Выбрать главу

Меня игре в шахматы обучил отец. У него была брошюра по игре в шахматы, и он часто разбирал со мной наиболее известные из описанных в ней партий. Меня приводил в восхищение ход коня, в особенности, тот оригинальный способ, каким конь мог угрожать сразу двум фигурам соперника. Хотя это была всего лишь простая хитрость, я находил ее особенно замечательной и с тех пор полюбил эту игру.

Нельзя ли подобным же образом объяснить талант математика? Ребенок, скажем, делает успехи в арифметике; возможно, это лишь чистое везение. Однако они побуждают его идти дальше, накапливая все больше опыта и тем самым расширяя границы своей памяти.

Я заинтересовался математикой в довольно раннем возрасте. В библиотеке отца имелась замечательная серия книг на немецком языке под названием «Reklam». В нее входила «Алгебра» Эйлера. Я часто листал ее страницы, и книга эта внушала мне чувство некой таинственности. Все символы казались мне, десятилетнему мальчишке, магическими знаками, и я очень хотел знать, смогу ли когда-нибудь понять их.
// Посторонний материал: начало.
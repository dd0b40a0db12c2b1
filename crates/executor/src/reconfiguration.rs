//! Reconfiguration request workflow.
//!
//! A submitted partner may ask to reopen its configuration. An administrator
//! approves (partner back to `configuring`, selections kept as editable
//! starting values) or rejects (partner back to `submitted`). Resolution is
//! terminal for the request. At most one request per partner is pending; the
//! storage backend enforces this at commit as well.

use pact_core::{
    now_rfc3339, AdminScope, LifecycleState, PactError, Partner, Principal,
    ReconfigurationRequest, RequestStatus, Violation,
};
use pact_storage::PactStorage;
use tracing::{debug, info};

use crate::txn::TxError;
use crate::Executor;

impl<S: PactStorage> Executor<S> {
    /// Open a reconfiguration request for a submitted partner.
    pub async fn request_reconfiguration(
        &self,
        partner_id: &str,
        reason: &str,
    ) -> Result<ReconfigurationRequest, PactError> {
        let reason = reason.trim();
        if reason.is_empty() {
            return Err(PactError::Validation(vec![Violation::field(
                "reason",
                "must not be empty",
            )]));
        }

        let request = self
            .retrying("request_reconfiguration", || {
                self.request_once(partner_id, reason)
            })
            .await?;
        info!(
            partner = %partner_id,
            request = %request.id,
            from = %LifecycleState::Submitted,
            to = %LifecycleState::PendingReconfiguration,
            "Reconfiguration requested"
        );
        Ok(request)
    }

    async fn request_once(
        &self,
        partner_id: &str,
        reason: &str,
    ) -> Result<ReconfigurationRequest, TxError> {
        let mut snap = self.begin().await?;
        let result = self.request_in(&mut snap, partner_id, reason).await;
        self.finish(snap, result).await
    }

    async fn request_in(
        &self,
        snap: &mut S::Snapshot,
        partner_id: &str,
        reason: &str,
    ) -> Result<ReconfigurationRequest, TxError> {
        let record = self
            .bounded(self.storage.get_partner_for_update(snap, partner_id))
            .await?;

        let pending = self
            .bounded(
                self.storage
                    .list_reconfiguration_requests(Some(partner_id), Some(RequestStatus::Pending)),
            )
            .await?;
        if let Some(existing) = pending.into_iter().next() {
            debug!(partner = %partner_id, request = %existing.id, "Duplicate reconfiguration request");
            return Err(PactError::DuplicateRequest {
                partner_id: partner_id.to_string(),
                request_id: existing.id,
            }
            .into());
        }
        if record.partner.state != LifecycleState::Submitted {
            return Err(PactError::state_conflict(
                "request_reconfiguration",
                record.partner.state,
                "only a submitted configuration can be reopened",
            )
            .into());
        }

        let request = ReconfigurationRequest {
            id: uuid::Uuid::new_v4().to_string(),
            partner_id: partner_id.to_string(),
            contract_type: record.partner.contract_type,
            reason: reason.to_string(),
            status: RequestStatus::Pending,
            created_at: now_rfc3339(),
            resolved_at: None,
            resolved_by: None,
        };
        self.bounded(
            self.storage
                .insert_reconfiguration_request(snap, request.clone()),
        )
        .await?;

        let next = Partner {
            state: LifecycleState::PendingReconfiguration,
            ..record.partner
        };
        self.bounded(self.storage.update_partner(snap, record.version, &next))
            .await?;
        Ok(request)
    }

    /// Pending requests whose contract type `scope` covers, oldest first.
    pub async fn list_pending(
        &self,
        principal: &Principal,
        scope: &AdminScope,
    ) -> Result<Vec<ReconfigurationRequest>, PactError> {
        principal.require_admin("list reconfiguration requests")?;
        let pending = self
            .query(
                self.storage
                    .list_reconfiguration_requests(None, Some(RequestStatus::Pending)),
            )
            .await?;
        Ok(pending
            .into_iter()
            .filter(|r| scope.covers(r.contract_type))
            .collect())
    }

    /// Approve a pending request: the partner returns to `configuring`.
    pub async fn approve(
        &self,
        principal: &Principal,
        request_id: &str,
    ) -> Result<ReconfigurationRequest, PactError> {
        principal.require_admin("approve reconfiguration requests")?;
        self.resolve(principal, request_id, RequestStatus::Approved)
            .await
    }

    /// Reject a pending request: the partner stays `submitted`.
    pub async fn reject(
        &self,
        principal: &Principal,
        request_id: &str,
    ) -> Result<ReconfigurationRequest, PactError> {
        principal.require_admin("reject reconfiguration requests")?;
        self.resolve(principal, request_id, RequestStatus::Rejected)
            .await
    }

    async fn resolve(
        &self,
        principal: &Principal,
        request_id: &str,
        outcome: RequestStatus,
    ) -> Result<ReconfigurationRequest, PactError> {
        let action = match outcome {
            RequestStatus::Approved => "approve",
            _ => "reject",
        };
        let (request, from, to) = self
            .retrying(action, || {
                self.resolve_once(&principal.subject, request_id, outcome)
            })
            .await?;
        info!(
            partner = %request.partner_id,
            request = %request.id,
            action,
            by = %principal.subject,
            from = %from,
            to = %to,
            "Reconfiguration request resolved"
        );
        Ok(request)
    }

    async fn resolve_once(
        &self,
        admin: &str,
        request_id: &str,
        outcome: RequestStatus,
    ) -> Result<(ReconfigurationRequest, LifecycleState, LifecycleState), TxError> {
        let mut snap = self.begin().await?;
        let result = self.resolve_in(&mut snap, admin, request_id, outcome).await;
        self.finish(snap, result).await
    }

    async fn resolve_in(
        &self,
        snap: &mut S::Snapshot,
        admin: &str,
        request_id: &str,
        outcome: RequestStatus,
    ) -> Result<(ReconfigurationRequest, LifecycleState, LifecycleState), TxError> {
        let mut request = self
            .bounded(
                self.storage
                    .get_reconfiguration_request_for_update(snap, request_id),
            )
            .await?;
        let record = self
            .bounded(self.storage.get_partner_for_update(snap, &request.partner_id))
            .await?;

        let action = match outcome {
            RequestStatus::Approved => "approve",
            _ => "reject",
        };
        if request.status.is_terminal() {
            return Err(PactError::state_conflict(
                action,
                record.partner.state,
                format!("request '{}' is already {}", request.id, request.status),
            )
            .into());
        }
        if record.partner.state != LifecycleState::PendingReconfiguration {
            return Err(PactError::state_conflict(
                action,
                record.partner.state,
                "partner is not awaiting reconfiguration",
            )
            .into());
        }

        let from = record.partner.state;
        let next = match outcome {
            // Selections are kept; only the signature is withdrawn.
            RequestStatus::Approved => Partner {
                state: LifecycleState::Configuring,
                final_signature: None,
                ..record.partner
            },
            _ => Partner {
                state: LifecycleState::Submitted,
                ..record.partner
            },
        };
        self.bounded(self.storage.update_partner(snap, record.version, &next))
            .await?;

        request.status = outcome;
        request.resolved_at = Some(now_rfc3339());
        request.resolved_by = Some(admin.to_string());
        self.bounded(
            self.storage
                .update_reconfiguration_request(snap, request.clone()),
        )
        .await?;
        Ok((request, from, next.state))
    }

    /// Every request of a partner, oldest first.
    pub async fn history(&self, partner_id: &str) -> Result<Vec<ReconfigurationRequest>, PactError> {
        self.query(self.storage.get_partner(partner_id)).await?;
        self.query(
            self.storage
                .list_reconfiguration_requests(Some(partner_id), None),
        )
        .await
    }

    pub async fn get_request(&self, request_id: &str) -> Result<ReconfigurationRequest, PactError> {
        self.query(self.storage.get_reconfiguration_request(request_id))
            .await
    }
}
Вполне возможно, что это способствовало дальнейшему развитию моей любознательности. Например, я сам научился решать квадратные уравнения. Я отдавался этому занятию с невероятной сосредоточенностью и каким-то болезненным, не вполне осознанным напряжением. То, что я делал, было равносильно мысленному возведению в квадрат какого-либо числа без бумаги и карандаша.

В старших классах очередным стимулом для меня стала задача о существовании совершенных нечетных чисел. Как известно, целое число называют совершенным, если оно равно сумме всех своих делителей, включая единицу, кроме делителя, равного данному числу. Так, числа 6 = 1 + 2 + 3 и 28 = 2 + 4 + 7 + 14 являются совершенными. Вы спросите: бывают ли нечетные совершенные числа? К сожалению, вопрос об их существовании остается открытым до сих пор.
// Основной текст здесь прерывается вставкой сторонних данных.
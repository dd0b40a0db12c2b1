//! pact-executor: the stateful engine of the performance agreement.
//!
//! [`Executor`] drives a [`PactStorage`] backend through every partner,
//! administrator and content-admin operation:
//!
//! - partner lifecycle (`mark_read`, `mark_signed`, `begin_configuration`,
//!   `finalize_configuration`, `submit`)
//! - the selection ledger (`record_selections`, `get_selections`)
//! - the reconfiguration workflow (`request_reconfiguration`, `approve`,
//!   `reject`, `list_pending`, `history`)
//! - indicator administration and evaluation
//! - the deliverable catalog and its cache
//!
//! Every state-changing operation reads, decides and writes inside one
//! storage snapshot conditional on the versions it read. Conflicting commits
//! are retried a bounded number of times; each storage call is bounded by a
//! timeout and surfaces `PactError::Persistence` instead of hanging.

mod catalog;
mod indicators;
mod ledger;
mod lifecycle;
mod reconfiguration;
mod settings;
mod txn;

use std::collections::HashMap;
use std::sync::atomic::{AtomicU64, Ordering};
use std::sync::Arc;

use pact_core::{Catalog, ContractType};
use pact_storage::PactStorage;
use tokio::sync::RwLock;

pub use settings::ExecutorSettings;

/// The agreement engine over a storage backend.
pub struct Executor<S: PactStorage> {
    storage: Arc<S>,
    settings: ExecutorSettings,
    /// Invalidated only by `replace_catalog`.
    catalogs: RwLock<HashMap<ContractType, Arc<Catalog>>>,
    conflict_retries: AtomicU64,
}

impl<S: PactStorage> Executor<S> {
    pub fn new(storage: Arc<S>, settings: ExecutorSettings) -> Self {
        Self {
            storage,
            settings,
            catalogs: RwLock::new(HashMap::new()),
            conflict_retries: AtomicU64::new(0),
        }
    }

    pub fn storage(&self) -> &Arc<S> {
        &self.storage
    }

    pub fn settings(&self) -> &ExecutorSettings {
        &self.settings
    }

    /// Attempts re-run after losing an optimistic race, since construction.
    pub fn conflict_retries(&self) -> u64 {
        self.conflict_retries.load(Ordering::Relaxed)
    }
}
Школьные уроки математики меня по большей части не удовлетворяли. Я считал их скучными, и у меня совсем не лежала душа к заучиванию определенных формальных операций. Поэтому мне больше нравилось изучать математику самостоятельно.

Где-то в пятнадцать лет мне попался трактат по исчислению бесконечно малых величин, написанный Герхардтом Ковалевским. Мои знания аналитической геометрии и тригонометрии были слишком малы, однако идея пределов, определения вещественных чисел, понятия производных и интегрирования заинтриговали меня, захватили целиком. Тогда я принял решение ежедневно читать одну или две странички из этой книги и попытаться узнать необходимые факты по тригонометрии и аналитической геометрии из других книг.
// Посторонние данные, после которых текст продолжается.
//! Authoring-time checks for indicator rule sets.
//!
//! Rule sets are validated once when they are written, so evaluation never
//! has to re-derive what a rule means.

use rust_decimal::Decimal;
use serde::Serialize;

use pact_core::catalog::is_percentage;
use pact_core::{CalculationRule, Direction, Indicator, PactError, RuleOutcome, Violation, RULE_COUNT};

use crate::numeric::PERCENT_SCALE;
use crate::rules::matching_rule;

/// Check a rule set for an indicator with `direction`, reporting every problem.
pub fn validate_rules(direction: Direction, rules: &[CalculationRule]) -> Vec<Violation> {
    let mut violations = Vec::new();

    if rules.len() != RULE_COUNT {
        violations.push(Violation::field(
            "rules",
            format!("expected exactly {} rules, got {}", RULE_COUNT, rules.len()),
        ));
    }

    for (i, rule) in rules.iter().enumerate() {
        let field = |name: &str| format!("rules[{}].{}", i, name);

        if !is_percentage(rule.condition.threshold) {
            violations.push(Violation::field(
                &field("condition"),
                format!("threshold {} is outside [0, 100]", rule.condition.threshold),
            ));
        }

        if !rule.outcome.fits(direction) {
            violations.push(Violation::field(
                &field("outcome"),
                format!(
                    "'{}' is not allowed on a {} indicator",
                    rule.outcome,
                    match direction {
                        Direction::Increase => "increase",
                        Direction::Reduction => "reduction",
                    }
                ),
            ));
        }

        if let Some(amount) = rule.outcome.amount() {
            let absolute = matches!(
                rule.outcome,
                RuleOutcome::IncreaseTo(_) | RuleOutcome::DecreaseTo(_)
            );
            if amount < Decimal::ZERO {
                violations.push(Violation::field(&field("outcome"), "amount must not be negative"));
            } else if absolute && !is_percentage(amount) {
                violations.push(Violation::field(
                    &field("outcome"),
                    format!("absolute target {} is outside [0, 100]", amount),
                ));
            }
        }

        if rule.description.is_blank() {
            violations.push(Violation::field(&field("description"), "both languages required"));
        }
    }

    violations
}

/// Validate a whole indicator definition.
pub fn validate_indicator(indicator: &Indicator) -> Result<(), PactError> {
    let mut violations = Vec::new();
    if indicator.name.is_blank() {
        violations.push(Violation::field("name", "both languages required"));
    }
    if !is_percentage(indicator.baseline) {
        violations.push(Violation::field(
            "baseline",
            format!("{} is outside [0, 100]", indicator.baseline),
        ));
    }
    violations.extend(validate_rules(indicator.direction, &indicator.rules));
    if violations.is_empty() {
        Ok(())
    } else {
        Err(PactError::Validation(violations))
    }
}

/// A closed range of baselines no rule matches.
#[derive(Debug, Clone, Copy, PartialEq, Eq, Serialize)]
pub struct CoverageGap {
    pub from: Decimal,
    pub to: Decimal,
}

/// Baselines in [0, 100] (at one decimal place) that no rule covers.
///
/// Gaps are legal: evaluation inside one fails with `NoMatchingRule`. This is
/// a diagnostic for rule authors.
pub fn coverage_gaps(indicator: &Indicator) -> Vec<CoverageGap> {
    let mut gaps = Vec::new();
    let mut open: Option<CoverageGap> = None;

    for tenth in 0..=1000i64 {
        let value = Decimal::new(tenth, PERCENT_SCALE);
        if matching_rule(indicator, value).is_some() {
            if let Some(gap) = open.take() {
                gaps.push(gap);
            }
        } else {
            match open.as_mut() {
                Some(gap) => gap.to = value,
                None => open = Some(CoverageGap { from: value, to: value }),
            }
        }
    }
    gaps.extend(open);
    gaps
}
Еще две книги я купил в комиссионном магазине. Могу с уверенностью сказать, что не помню, чтобы какая-то другая из прочитанных мною впоследствии книг заворожила бы меня так сильно, как эти две, написанные Серпинским — «Теория множеств» и монография по теории чисел. В результате в семнадцать лет я знал о теории элементарных чисел столько же, а быть может, и больше, чем знаю сейчас.

Я прочитал также книгу Гуго Штейнгауза «Что является и что не является математикой» («What Is and What Is Not Mathematics») и замечательные работы Пуанкаре «Наука и гипотеза» («La Science et la Hypothèse»), «Наука и метод» («La Science et la Mèthode»), «Ценность науки»(«La Valeur de la Science») и «Последние мысли» («Dernieres Pensees») в польском переводе. Их язык, не говоря уже о научной ценности, приводил меня в восхищение. Я должен сказать, что Пуанкаре, несомненно, повлиял на формирование моего научного мышления. Если прочесть одну из его книг сегодня, то сразу увидишь, как много замечательных истин науки прошлого остается важным для науки настоящего, несмотря на то, сколь потрясающие произошли за это время перемены и в математике, и, тем более, в физике. Я восхищался и Штейнгаузом, рассмотревшим в своей книге множество истинно математических задач.

В соответствии со школьной программой из всех математических разделов нам полагались лишь алгебра, тригонометрия и начала аналитической геометрии. В седьмом и восьмом классах, когда всем нам было не больше шестнадцати — семнадцати лет, мы прослушали курс элементарной логики и обзорные лекции по истории и философии. Эти предметы нам читал профессор Завирский. Истинный ученый, преподаватель университетской кафедры, он просто заражал своим энтузиазмом. На его занятиях мы узнавали о последних направлениях в перспективных областях современной логики. Самостоятельно изучив книги Серпинского, я даже смог вызвать его на обсуждение некоторых аспектов теории множеств, обычно во время перемен или же в его кабинете. Меня тогда интересовали вопросы, связанные с трансфинитными числами и гипотезой континуума.